A ciência por trás da suplementação com cafeína
A cafeína permanece como o composto ergogênico mais estudado na nutrição esportiva. Ao atuar como um antagonista dos receptores de adenosina no sistema nervoso central, ela reduz a percepção de esforço e retarda a fadiga, permitindo que atletas mantenham intensidades elevadas por mais tempo. Diferente de modismos passageiros, sua eficácia é amplamente documentada em meta-análises, que confirmam benefícios tanto em tarefas de resistência quanto em exercícios de força explosiva.
- Melhora no desempenho cognitivo e foco A cafeína atua na modulação de neurotransmissores como a dopamina, o que explica o aumento do estado de alerta. Estudos recentes, como o publicado na Nutrición Hospitalaria (2024), reforçam que o impacto psicofisiológico da substância vai além da simples "energia", otimizando redes de controle executivo no cérebro.
- Aumento da oxidação lipídica Embora o efeito termogênico seja frequentemente superestimado pelo marketing, a cafeína auxilia na mobilização de ácidos graxos. Quando combinada com l-carnitina, como visto em formulações modernas, essa sinergia busca otimizar a utilização de gorduras como fonte de combustível durante o exercício aeróbico.
- Recuperação e frequência cardíaca É preciso cautela: evidências indicam que o uso de cafeína pode retardar a recuperação da frequência cardíaca pós-treino. Um estudo publicado na Revista Portuguesa de Cardiologia (2021) observou que, em sujeitos saudáveis, a substância altera a resposta autonômica cardíaca após o esforço, sugerindo que o uso deve ser estratégico e não indiscriminado.
- Precisão na dosagem individual O mercado de suplementos em pó, como o formato de sticks, facilita o transporte, mas exige atenção redobrada. Enquanto a dose recomendada pela ISSN (Sociedade Internacional de Nutrição Esportiva) gira entre 3-6 mg/kg de peso corporal, o consumo excessivo pode levar a quadros de ansiedade, insônia e taquicardia.

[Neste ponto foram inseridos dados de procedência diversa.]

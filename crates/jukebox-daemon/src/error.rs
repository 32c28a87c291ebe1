use thiserror::Error;

use crate::spotify::SpotifyError;

/// Failures surfaced by `KioskService`; the REST layer maps each variant to an
/// HTTP status.
#[derive(Debug, Error)]
pub enum ServiceError {
    #[error("{0}")]
    BadRequest(String),

    #[error("Admin authentication required")]
    Unauthorized,

    #[error("Invalid password")]
    InvalidCredentials,

    #[error("Too many failed login attempts, try again later")]
    RateLimited,

    #[error("{0}")]
    NotFound(String),

    /// Playback refused by the schedule, a time limit or the skip cap
    #[error("{0}")]
    Blocked(String),

    #[error(transparent)]
    Spotify(#[from] SpotifyError),

    #[error(transparent)]
    Controls(#[from] jukebox_common::Error),

    #[error(transparent)]
    Internal(#[from] anyhow::Error),
}

pub type ServiceResult<T> = std::result::Result<T, ServiceError>;

impl ServiceError {
    pub fn bad_request(message: impl std::fmt::Display) -> Self {
        ServiceError::BadRequest(message.to_string())
    }
}
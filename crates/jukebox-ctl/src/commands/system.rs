use anyhow::Result;
use clap::ValueEnum;
use jukebox_proto::api::{
    CommandReport, LockdownRequest, PlayerConfigRequest, RepairCommand, RepairRequest,
};

use crate::client::ApiClient;

#[derive(Debug, Clone, Copy, PartialEq, Eq, ValueEnum)]
pub enum RepairTarget {
    Player,
    Bluetooth,
    Network,
    Reboot,
}

impl From<RepairTarget> for RepairCommand {
    fn from(target: RepairTarget) -> Self {
        match target {
            RepairTarget::Player => RepairCommand::RestartPlayer,
            RepairTarget::Bluetooth => RepairCommand::RestartBluetooth,
            RepairTarget::Network => RepairCommand::RestartNetwork,
            RepairTarget::Reboot => RepairCommand::Reboot,
        }
    }
}

pub async fn repair(client: &ApiClient, target: RepairTarget) -> Result<()> {
    let request = RepairRequest { command: target.into() };
    let report: CommandReport = client.post("/admin/system/repair", &request).await?;
    print_report(&report);
    Ok(())
}

pub async fn update(client: &ApiClient) -> Result<()> {
    println!("Updating system packages, this can take a few minutes...");
    let report: CommandReport = client.post("/admin/system/update", &serde_json::json!({})).await?;
    print_report(&report);
    Ok(())
}

pub async fn lockdown(client: &ApiClient, enabled: bool) -> Result<()> {
    let report: CommandReport =
        client.post("/admin/system/lockdown", &LockdownRequest { enabled }).await?;
    print_report(&report);
    Ok(())
}

pub async fn player_config(
    client: &ApiClient,
    device_name: &str,
    bitrate: u16,
    initial_volume: Option<u8>,
) -> Result<()> {
    let request =
        PlayerConfigRequest { device_name: device_name.to_string(), bitrate, initial_volume };
    let report: CommandReport = client.post("/admin/player-config", &request).await?;
    print_report(&report);
    Ok(())
}

fn print_report(report: &CommandReport) {
    let outcome = if report.success { "succeeded" } else { "FAILED" };
    println!("{} {}", report.command, outcome);
    if !report.output.trim().is_empty() {
        println!();
        println!("{}", report.output.trim_end());
    }
}
pub mod account;
pub mod bluetooth;
pub mod limits;
pub mod player;
pub mod rewards;
pub mod schedule;
pub mod spotify;
pub mod status;
pub mod system;
pub mod usage;

/// Render fractional minutes as `1h 05m` or `42m`
pub fn format_minutes(minutes: f64) -> String {
    let total = minutes.max(0.0).round() as u64;
    match (total / 60, total % 60) {
        (0, m) => format!("{}m", m),
        (h, m) => format!("{}h {:02}m", h, m),
    }
}

pub fn yes_no(value: bool) -> &'static str {
    if value {
        "yes"
    } else {
        "no"
    }
}

#[cfg(test)]
mod tests {
    use super::*;

    #[test]
    fn test_format_minutes() {
        assert_eq!(format_minutes(0.0), "0m");
        assert_eq!(format_minutes(42.4), "42m");
        assert_eq!(format_minutes(65.0), "1h 05m");
        assert_eq!(format_minutes(-3.0), "0m");
    }
}
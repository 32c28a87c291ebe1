use std::sync::Arc;

use anyhow::{Context, Result};
use chrono::{DateTime, Local, Utc};
use jukebox_common::{PlaybackSnapshot, Track};
use jukebox_proto::Event;
use tokio::task::JoinHandle;
use tokio::time::{interval, Duration, MissedTickBehavior};
use tracing::{debug, info, warn};

use crate::service::KioskService;

/// Refreshes the shared playback snapshot and turns transitions into
/// session and song-play bookkeeping.
pub struct PlaybackPoller {
    service: Arc<KioskService>,
}

impl PlaybackPoller {
    pub fn new(service: Arc<KioskService>) -> Self {
        Self { service }
    }

    pub fn spawn(self, period: Duration) -> JoinHandle<()> {
        tokio::spawn(async move {
            let mut ticker = interval(period);
            ticker.set_missed_tick_behavior(MissedTickBehavior::Delay);
            info!("Playback poller started ({:?} interval)", period);

            loop {
                ticker.tick().await;
                if let Err(e) = self.poll_once(Local::now()).await {
                    debug!("Playback poll failed: {:#}", e);
                }
            }
        })
    }

    pub async fn poll_once(&self, now: DateTime<Local>) -> Result<()> {
        if !self.service.music().is_authorized().await {
            return Ok(());
        }

        let snapshot = self
            .service
            .music()
            .current_playback()
            .await
            .context("Failed to fetch current playback")?;
        self.apply(snapshot, now).await
    }

    /// Store `snapshot` and react to what changed since the previous one
    pub async fn apply(&self, snapshot: PlaybackSnapshot, now: DateTime<Local>) -> Result<()> {
        let previous = self.service.replace_playback(snapshot.clone()).await;

        if previous.as_ref().map_or(true, |p| differs(p, &snapshot)) {
            self.service.publish(Event::PlaybackChanged { snapshot: snapshot.clone() });
        }

        let has_session = self.service.has_open_session().await;
        if snapshot.is_playing && !has_session {
            self.service.begin_session(now).await;
        } else if !snapshot.is_playing && has_session {
            self.service.finish_session(now).await;
        }

        if !snapshot.is_playing {
            return Ok(());
        }

        let Some(track) = &snapshot.track else {
            return Ok(());
        };
        let previous_id = previous.as_ref().and_then(|p| p.track_id());
        if previous_id != Some(track.id.as_str()) {
            self.on_new_track(track.clone(), now).await?;
        }
        Ok(())
    }

    async fn on_new_track(&self, mut track: Track, now: DateTime<Local>) -> Result<()> {
        if !track.id.is_empty() && self.service.genre_rules_active().await {
            match self.service.music().track_genres(&track.id).await {
                Ok(genres) => track.genres = genres,
                Err(e) => debug!("Genre lookup for '{}' failed: {}", track.name, e),
            }
        }

        let decision = self.service.check_track(&track).await;
        if !decision.allowed {
            let reason = decision.reason.unwrap_or_else(|| "Blocked by content filter".to_string());
            info!("Skipping blocked track '{}': {}", track.name, reason);
            self.service.publish(Event::TrackBlocked {
                track_name: track.name.clone(),
                reason,
                timestamp: Utc::now(),
            });

            if let Err(e) = self.service.music().next().await {
                warn!("Failed to skip blocked track: {}", e);
            }
            return Ok(());
        }

        debug!("Now playing '{}'", track.favorite_key());
        self.service.record_song_play(&track, now).await;
        Ok(())
    }
}

/// Progress alone does not count as a change
fn differs(a: &PlaybackSnapshot, b: &PlaybackSnapshot) -> bool {
    a.is_playing != b.is_playing
        || a.track_id() != b.track_id()
        || a.volume_percent != b.volume_percent
        || a.device_name != b.device_name
}
pub mod config;
pub mod content_filter;
pub mod controls;
pub mod error;
pub mod rewards;
pub mod schedule;
pub mod security;
pub mod store;
pub mod types;
pub mod usage;

pub use content_filter::{ContentFilter, FilterDecision};
pub use controls::{FavoriteSong, ListeningDecision, ParentalControls, UsageReport};
pub use error::{Error, Result};
pub use rewards::{RewardsLedger, RewardsSettings};
pub use schedule::{AccessResult, ScheduleGate};
pub use security::{PasswordManager, RateLimiter, SessionToken};
pub use store::JsonStore;
pub use types::*;
pub use usage::{SessionSummary, TimeLimitCheck, UsageTracker};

- Sinergia com outros compostos Fórmulas que combinam cafeína com agentes como o NeuroFactor (extrato de café arábica) buscam elevar os níveis de BDNF (fator neurotrófico derivado do cérebro). A ciência sugere que essa combinação pode oferecer um suporte cognitivo superior ao uso isolado da cafeína, embora o contexto da dieta total seja sempre o fator determinante.
Aviso importante: A suplementação com estimulantes deve ser sempre orientada por um nutricionista ou médico. O acompanhamento profissional é indispensável para ajustar a dose ao seu perfil metabólico e evitar sobrecarga do sistema cardiovascular.
Comparativo: Fontes naturais de cafeína
| Fonte | Concentração média (aprox.) | Observação |
|---|---|---|
| Café coado (240ml) | 95-150mg | Varia conforme o grão e torra |
| chá verde (240ml) | 30-50mg | Contém L-teanina, que modula o efeito |
| suplemento em pó (dose) | 200mg | Padronizado, exige cautela no uso |
Quem deve ter cautela
A cafeína não é um suplemento universal. Indivíduos com hipertensão, arritmias cardíacas ou distúrbios de ansiedade devem evitar o consumo sem avaliação médica prévia. Além disso, o uso próximo ao horário de sono compromete a arquitetura do sono, o que é contraproducente para a recuperação muscular e hipertrofia.
O apelo do marketing de "energia instantânea" muitas vezes ignora que a cafeína é uma ferramenta, não uma solução para a má qualidade do sono ou alimentação inadequada. Se você busca performance, priorize o descanso e o aporte de micronutrientes antes de recorrer a estimulantes de alta dosagem.